Task to carry out: Provide only the number of lines below that hold "draws".

Given records:
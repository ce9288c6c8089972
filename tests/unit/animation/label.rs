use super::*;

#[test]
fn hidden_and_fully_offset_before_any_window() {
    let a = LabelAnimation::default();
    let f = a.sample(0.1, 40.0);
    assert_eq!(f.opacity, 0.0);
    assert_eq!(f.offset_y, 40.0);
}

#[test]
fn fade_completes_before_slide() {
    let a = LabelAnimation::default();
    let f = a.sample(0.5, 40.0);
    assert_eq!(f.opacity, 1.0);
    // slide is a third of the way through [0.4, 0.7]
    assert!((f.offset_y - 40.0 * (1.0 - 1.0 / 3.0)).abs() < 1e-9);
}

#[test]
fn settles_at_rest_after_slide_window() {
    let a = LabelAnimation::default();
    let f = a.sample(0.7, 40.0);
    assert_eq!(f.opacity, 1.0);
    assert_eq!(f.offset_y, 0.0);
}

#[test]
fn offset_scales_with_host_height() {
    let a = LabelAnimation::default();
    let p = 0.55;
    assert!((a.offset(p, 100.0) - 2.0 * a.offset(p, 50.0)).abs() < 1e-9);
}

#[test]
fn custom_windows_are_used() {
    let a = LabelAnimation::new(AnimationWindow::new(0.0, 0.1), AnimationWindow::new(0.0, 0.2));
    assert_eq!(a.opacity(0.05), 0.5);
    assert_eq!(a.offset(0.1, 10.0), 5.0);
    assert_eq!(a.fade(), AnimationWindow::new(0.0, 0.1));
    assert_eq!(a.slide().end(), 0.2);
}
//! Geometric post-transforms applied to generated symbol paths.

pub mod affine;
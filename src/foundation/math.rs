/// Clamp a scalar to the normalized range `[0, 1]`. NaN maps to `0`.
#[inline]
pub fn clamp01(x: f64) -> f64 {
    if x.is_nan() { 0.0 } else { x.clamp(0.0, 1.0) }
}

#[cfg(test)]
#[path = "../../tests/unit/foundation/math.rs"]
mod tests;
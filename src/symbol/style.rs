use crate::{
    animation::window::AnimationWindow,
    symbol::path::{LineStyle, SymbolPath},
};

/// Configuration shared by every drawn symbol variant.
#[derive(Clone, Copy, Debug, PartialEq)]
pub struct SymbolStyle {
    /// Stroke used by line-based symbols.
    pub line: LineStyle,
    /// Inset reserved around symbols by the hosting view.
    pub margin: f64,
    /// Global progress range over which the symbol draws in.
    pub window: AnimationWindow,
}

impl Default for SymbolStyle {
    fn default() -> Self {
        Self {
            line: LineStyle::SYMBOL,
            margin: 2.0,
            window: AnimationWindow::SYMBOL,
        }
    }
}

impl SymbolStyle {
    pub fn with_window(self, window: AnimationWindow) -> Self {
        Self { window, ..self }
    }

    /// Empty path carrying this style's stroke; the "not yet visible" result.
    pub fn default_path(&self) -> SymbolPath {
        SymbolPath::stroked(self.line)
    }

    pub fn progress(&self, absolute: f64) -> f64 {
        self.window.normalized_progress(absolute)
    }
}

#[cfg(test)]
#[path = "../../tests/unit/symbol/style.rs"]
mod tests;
* * *
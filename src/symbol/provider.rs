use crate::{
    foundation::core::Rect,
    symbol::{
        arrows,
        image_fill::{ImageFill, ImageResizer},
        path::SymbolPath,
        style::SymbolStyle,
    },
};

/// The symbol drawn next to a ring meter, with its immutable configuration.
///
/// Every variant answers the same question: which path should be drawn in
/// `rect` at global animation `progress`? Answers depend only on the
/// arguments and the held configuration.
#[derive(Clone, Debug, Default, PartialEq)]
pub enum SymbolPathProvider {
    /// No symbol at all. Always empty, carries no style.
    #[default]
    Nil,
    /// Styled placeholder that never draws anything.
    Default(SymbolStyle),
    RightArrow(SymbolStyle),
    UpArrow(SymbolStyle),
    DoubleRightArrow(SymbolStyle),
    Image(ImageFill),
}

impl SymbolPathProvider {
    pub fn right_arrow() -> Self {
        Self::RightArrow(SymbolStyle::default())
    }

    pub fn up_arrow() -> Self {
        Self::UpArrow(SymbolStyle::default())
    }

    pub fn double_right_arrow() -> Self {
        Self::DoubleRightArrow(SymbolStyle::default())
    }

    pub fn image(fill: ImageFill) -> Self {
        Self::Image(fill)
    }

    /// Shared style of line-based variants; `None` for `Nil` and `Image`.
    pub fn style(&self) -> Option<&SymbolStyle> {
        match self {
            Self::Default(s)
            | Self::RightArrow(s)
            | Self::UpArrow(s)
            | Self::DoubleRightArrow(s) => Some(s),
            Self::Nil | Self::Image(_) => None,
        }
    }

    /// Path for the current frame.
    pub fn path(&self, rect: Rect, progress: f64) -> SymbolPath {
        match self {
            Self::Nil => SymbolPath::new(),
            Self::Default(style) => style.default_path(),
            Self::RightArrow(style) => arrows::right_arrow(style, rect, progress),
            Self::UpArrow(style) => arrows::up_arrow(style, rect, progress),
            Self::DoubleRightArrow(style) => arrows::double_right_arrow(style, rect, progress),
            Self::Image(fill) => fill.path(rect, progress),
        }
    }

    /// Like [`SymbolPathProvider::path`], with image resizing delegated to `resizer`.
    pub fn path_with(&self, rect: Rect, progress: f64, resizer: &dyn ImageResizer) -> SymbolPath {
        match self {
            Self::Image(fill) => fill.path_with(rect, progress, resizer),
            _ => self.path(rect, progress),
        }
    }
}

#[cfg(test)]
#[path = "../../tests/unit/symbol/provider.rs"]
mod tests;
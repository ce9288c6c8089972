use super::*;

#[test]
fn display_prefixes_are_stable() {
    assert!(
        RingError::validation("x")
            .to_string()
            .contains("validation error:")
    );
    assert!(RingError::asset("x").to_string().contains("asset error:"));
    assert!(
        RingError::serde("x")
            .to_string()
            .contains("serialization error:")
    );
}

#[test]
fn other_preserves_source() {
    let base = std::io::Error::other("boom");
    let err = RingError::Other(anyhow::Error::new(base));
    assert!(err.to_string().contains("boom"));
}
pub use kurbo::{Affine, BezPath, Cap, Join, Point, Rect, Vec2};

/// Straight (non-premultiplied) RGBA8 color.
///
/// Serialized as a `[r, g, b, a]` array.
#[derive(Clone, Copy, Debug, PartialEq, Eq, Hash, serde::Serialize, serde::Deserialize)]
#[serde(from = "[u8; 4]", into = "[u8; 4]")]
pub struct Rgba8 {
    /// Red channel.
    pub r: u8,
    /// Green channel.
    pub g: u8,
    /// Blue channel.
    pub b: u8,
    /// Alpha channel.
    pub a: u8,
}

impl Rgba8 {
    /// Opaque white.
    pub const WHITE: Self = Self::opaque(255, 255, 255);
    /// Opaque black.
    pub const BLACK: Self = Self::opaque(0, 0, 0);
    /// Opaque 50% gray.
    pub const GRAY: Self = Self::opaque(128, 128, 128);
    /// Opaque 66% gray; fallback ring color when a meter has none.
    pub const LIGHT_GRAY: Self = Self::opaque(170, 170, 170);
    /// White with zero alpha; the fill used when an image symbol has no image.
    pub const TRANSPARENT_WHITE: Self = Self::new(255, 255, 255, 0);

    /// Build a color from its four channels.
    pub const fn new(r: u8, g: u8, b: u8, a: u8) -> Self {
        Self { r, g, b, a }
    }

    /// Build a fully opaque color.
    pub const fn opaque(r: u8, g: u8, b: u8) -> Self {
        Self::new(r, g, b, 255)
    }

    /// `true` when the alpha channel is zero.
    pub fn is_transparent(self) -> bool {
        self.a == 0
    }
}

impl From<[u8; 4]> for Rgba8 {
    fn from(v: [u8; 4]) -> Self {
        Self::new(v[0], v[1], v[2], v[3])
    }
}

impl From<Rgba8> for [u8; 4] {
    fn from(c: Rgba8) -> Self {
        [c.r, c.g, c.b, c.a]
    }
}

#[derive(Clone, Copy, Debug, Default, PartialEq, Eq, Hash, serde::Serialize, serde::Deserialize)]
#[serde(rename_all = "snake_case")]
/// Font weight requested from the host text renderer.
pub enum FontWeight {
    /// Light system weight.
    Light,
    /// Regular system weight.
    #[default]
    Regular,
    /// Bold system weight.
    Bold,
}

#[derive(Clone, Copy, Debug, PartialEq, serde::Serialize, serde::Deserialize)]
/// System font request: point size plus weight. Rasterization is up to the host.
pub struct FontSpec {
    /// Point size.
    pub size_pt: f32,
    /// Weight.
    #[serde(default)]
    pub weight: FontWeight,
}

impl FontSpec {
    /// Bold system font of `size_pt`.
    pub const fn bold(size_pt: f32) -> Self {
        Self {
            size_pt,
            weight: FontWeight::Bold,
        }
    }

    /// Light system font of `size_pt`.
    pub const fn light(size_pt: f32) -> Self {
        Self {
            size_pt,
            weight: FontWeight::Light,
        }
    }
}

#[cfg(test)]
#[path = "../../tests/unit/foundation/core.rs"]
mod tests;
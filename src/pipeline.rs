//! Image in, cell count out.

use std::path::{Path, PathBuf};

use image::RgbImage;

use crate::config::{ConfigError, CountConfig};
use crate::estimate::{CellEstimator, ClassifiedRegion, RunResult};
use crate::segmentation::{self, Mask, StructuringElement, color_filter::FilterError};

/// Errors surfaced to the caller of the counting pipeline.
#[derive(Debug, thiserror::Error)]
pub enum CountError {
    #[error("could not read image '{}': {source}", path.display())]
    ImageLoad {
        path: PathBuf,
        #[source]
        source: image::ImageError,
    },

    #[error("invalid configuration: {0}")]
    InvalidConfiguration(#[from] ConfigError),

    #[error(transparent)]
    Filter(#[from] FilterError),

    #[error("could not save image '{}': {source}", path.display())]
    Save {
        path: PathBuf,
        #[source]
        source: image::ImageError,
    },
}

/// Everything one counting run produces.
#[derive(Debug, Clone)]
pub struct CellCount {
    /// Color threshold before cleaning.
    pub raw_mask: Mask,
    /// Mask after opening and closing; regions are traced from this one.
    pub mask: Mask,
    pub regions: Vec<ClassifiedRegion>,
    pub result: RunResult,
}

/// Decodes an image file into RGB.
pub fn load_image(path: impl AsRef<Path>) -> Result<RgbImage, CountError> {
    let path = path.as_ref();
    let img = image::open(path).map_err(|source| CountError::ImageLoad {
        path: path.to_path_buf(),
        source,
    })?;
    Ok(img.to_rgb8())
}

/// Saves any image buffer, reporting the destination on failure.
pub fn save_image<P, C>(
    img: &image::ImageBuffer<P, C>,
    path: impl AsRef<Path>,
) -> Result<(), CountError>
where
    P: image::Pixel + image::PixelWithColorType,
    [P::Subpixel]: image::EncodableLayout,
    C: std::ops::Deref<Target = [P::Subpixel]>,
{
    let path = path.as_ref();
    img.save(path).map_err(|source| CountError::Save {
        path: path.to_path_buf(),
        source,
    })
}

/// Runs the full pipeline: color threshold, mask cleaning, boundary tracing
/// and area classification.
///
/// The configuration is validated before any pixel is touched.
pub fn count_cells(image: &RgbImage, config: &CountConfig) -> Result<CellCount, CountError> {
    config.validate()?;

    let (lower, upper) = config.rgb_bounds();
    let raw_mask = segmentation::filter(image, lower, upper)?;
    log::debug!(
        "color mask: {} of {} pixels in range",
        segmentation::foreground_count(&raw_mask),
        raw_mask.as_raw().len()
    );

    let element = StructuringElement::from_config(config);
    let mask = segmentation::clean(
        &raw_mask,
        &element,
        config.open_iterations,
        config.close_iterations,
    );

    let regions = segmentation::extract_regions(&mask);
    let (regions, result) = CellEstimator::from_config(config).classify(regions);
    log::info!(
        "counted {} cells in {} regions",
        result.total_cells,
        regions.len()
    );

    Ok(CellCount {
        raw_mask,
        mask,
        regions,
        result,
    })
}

Answer for the task: 2